_The task_:
Find the lines holding the string "Duration" in the data, then copy all of them.

Stored data:
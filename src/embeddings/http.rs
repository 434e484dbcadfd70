use super::cache::QueryCache;
use super::Embedder;
use crate::config::EmbeddingsConfig;
use crate::error::{DocdexError, Result};
use async_trait::async_trait;
use reqwest::Client;
use serde::{Deserialize, Serialize};
use std::time::Duration;

/// Request structure for the embedding service
#[derive(Serialize)]
struct EmbeddingRequest {
    model: String,
    input: Vec<String>,
}

/// Response structure from the embedding service
#[derive(Deserialize)]
struct EmbeddingResponse {
    data: Vec<EmbeddingData>,
}

/// Individual embedding in the response
#[derive(Deserialize)]
struct EmbeddingData {
    embedding: Vec<f32>,
}

/// HTTP embedding client.
///
/// Talks to an OpenAI-shape embeddings endpoint (typically a self-hosted E5
/// server). E5 models require asymmetric prefixes: chunks are embedded as
/// `passage: ...`, queries as `query: ...`. Batches are split to the
/// configured size, transient failures are retried with exponential backoff,
/// and query embeddings go through an LRU cache.
pub struct HttpEmbedder {
    client: Client,
    endpoint: String,
    model: String,
    api_key: Option<String>,
    batch_size: usize,
    dimensions: usize,
    max_retries: usize,
    cache: QueryCache,
}

impl HttpEmbedder {
    /// Build an embedder from configuration, resolving the API key from the
    /// configured environment variable (empty name = authless endpoint).
    pub fn from_config(config: &EmbeddingsConfig) -> Result<Self> {
        let api_key = if config.api_key_env.is_empty() {
            None
        } else {
            Some(std::env::var(&config.api_key_env).map_err(|_| {
                DocdexError::Config(format!(
                    "Environment variable {} not set",
                    config.api_key_env
                ))
            })?)
        };

        let client = Client::builder()
            .timeout(Duration::from_secs(config.timeout_secs))
            .build()
            .expect("Failed to build HTTP client");

        Ok(Self {
            client,
            endpoint: config.endpoint.clone(),
            model: config.model.clone(),
            api_key,
            batch_size: config.batch_size.max(1),
            dimensions: config.dimensions,
            max_retries: config.max_retries,
            cache: QueryCache::new(config.cache_capacity),
        })
    }

    /// One POST to the embedding service
    async fn request_embeddings(&self, input: Vec<String>) -> Result<Vec<Vec<f32>>> {
        let expected = input.len();
        let request = EmbeddingRequest {
            model: self.model.clone(),
            input,
        };

        let mut builder = self.client.post(&self.endpoint).json(&request);
        if let Some(key) = &self.api_key {
            builder = builder.header("Authorization", format!("Bearer {}", key));
        }

        let response = builder
            .send()
            .await
            .map_err(|e| DocdexError::Embedding(format!("Network error: {}", e)))?;

        let status = response.status();
        if !status.is_success() {
            let body = response
                .text()
                .await
                .unwrap_or_else(|_| "Unable to read error response".to_string());
            return Err(DocdexError::Embedding(format!(
                "Embedding service error {}: {}",
                status, body
            )));
        }

        let result: EmbeddingResponse = response
            .json()
            .await
            .map_err(|e| DocdexError::Embedding(format!("Failed to parse response: {}", e)))?;

        let vectors: Vec<Vec<f32>> = result.data.into_iter().map(|d| d.embedding).collect();
        validate_vectors(&vectors, expected, self.dimensions)?;
        Ok(vectors)
    }

    /// Retry transient failures (429 / 5xx) with exponential backoff
    async fn request_with_retry(&self, input: Vec<String>) -> Result<Vec<Vec<f32>>> {
        let mut attempt = 0;
        let mut delay = Duration::from_secs(1);

        loop {
            match self.request_embeddings(input.clone()).await {
                Ok(vectors) => return Ok(vectors),
                Err(e) if attempt < self.max_retries && is_retryable(&e) => {
                    log::warn!("Retry {}/{} after error: {}", attempt + 1, self.max_retries, e);
                    tokio::time::sleep(delay).await;
                    delay *= 2;
                    attempt += 1;
                }
                Err(e) => return Err(e),
            }
        }
    }
}

#[async_trait]
impl Embedder for HttpEmbedder {
    async fn embed_batch(&self, texts: &[String]) -> Result<Vec<Vec<f32>>> {
        if texts.is_empty() {
            return Ok(Vec::new());
        }

        let prefixed: Vec<String> = texts.iter().map(|t| passage_text(t)).collect();
        let mut all_embeddings = Vec::with_capacity(prefixed.len());

        for batch in prefixed.chunks(self.batch_size) {
            let embeddings = self.request_with_retry(batch.to_vec()).await?;
            all_embeddings.extend(embeddings);

            // Small delay between full batches to stay under service rate limits
            if batch.len() == self.batch_size {
                tokio::time::sleep(Duration::from_millis(100)).await;
            }
        }

        Ok(all_embeddings)
    }

    async fn embed_query(&self, text: &str) -> Result<Vec<f32>> {
        if let Some(cached) = self.cache.get(text) {
            log::debug!("Embedding cache hit for query: {}", text);
            return Ok(cached);
        }

        let mut vectors = self.request_with_retry(vec![query_text(text)]).await?;
        if vectors.is_empty() {
            return Err(DocdexError::Embedding(
                "Empty response from embedding service".to_string(),
            ));
        }
        let embedding = vectors.remove(0);
        self.cache.put(text.to_string(), embedding.clone());
        Ok(embedding)
    }

    fn model_tag(&self) -> &str {
        &self.model
    }
}

/// E5 passage-side conditioning for document chunks
fn passage_text(text: &str) -> String {
    format!("passage: {}", text)
}

/// E5 query-side conditioning for search queries
fn query_text(text: &str) -> String {
    format!("query: {}", text)
}

/// Check count and dimensionality of a service response.
fn validate_vectors(vectors: &[Vec<f32>], expected: usize, dimensions: usize) -> Result<()> {
    if vectors.len() != expected {
        return Err(DocdexError::Embedding(format!(
            "Embedding count mismatch: sent {} texts, got {} vectors",
            expected,
            vectors.len()
        )));
    }
    for v in vectors {
        if dimensions > 0 && v.len() != dimensions {
            return Err(DocdexError::Embedding(format!(
                "Unexpected embedding dimension: expected {}, got {}",
                dimensions,
                v.len()
            )));
        }
    }
    Ok(())
}

/// Transient service failures worth retrying: rate limits and server errors.
fn is_retryable(e: &DocdexError) -> bool {
    let msg = e.to_string();
    msg.contains("429")
        || msg.contains("500")
        || msg.contains("502")
        || msg.contains("503")
        || msg.contains("504")
}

_Response to this exercise_:
use std::time::Duration;
            .timeout(Duration::from_secs(config.timeout_secs))
        let mut delay = Duration::from_secs(1);
                tokio::time::sleep(Duration::from_millis(100)).await;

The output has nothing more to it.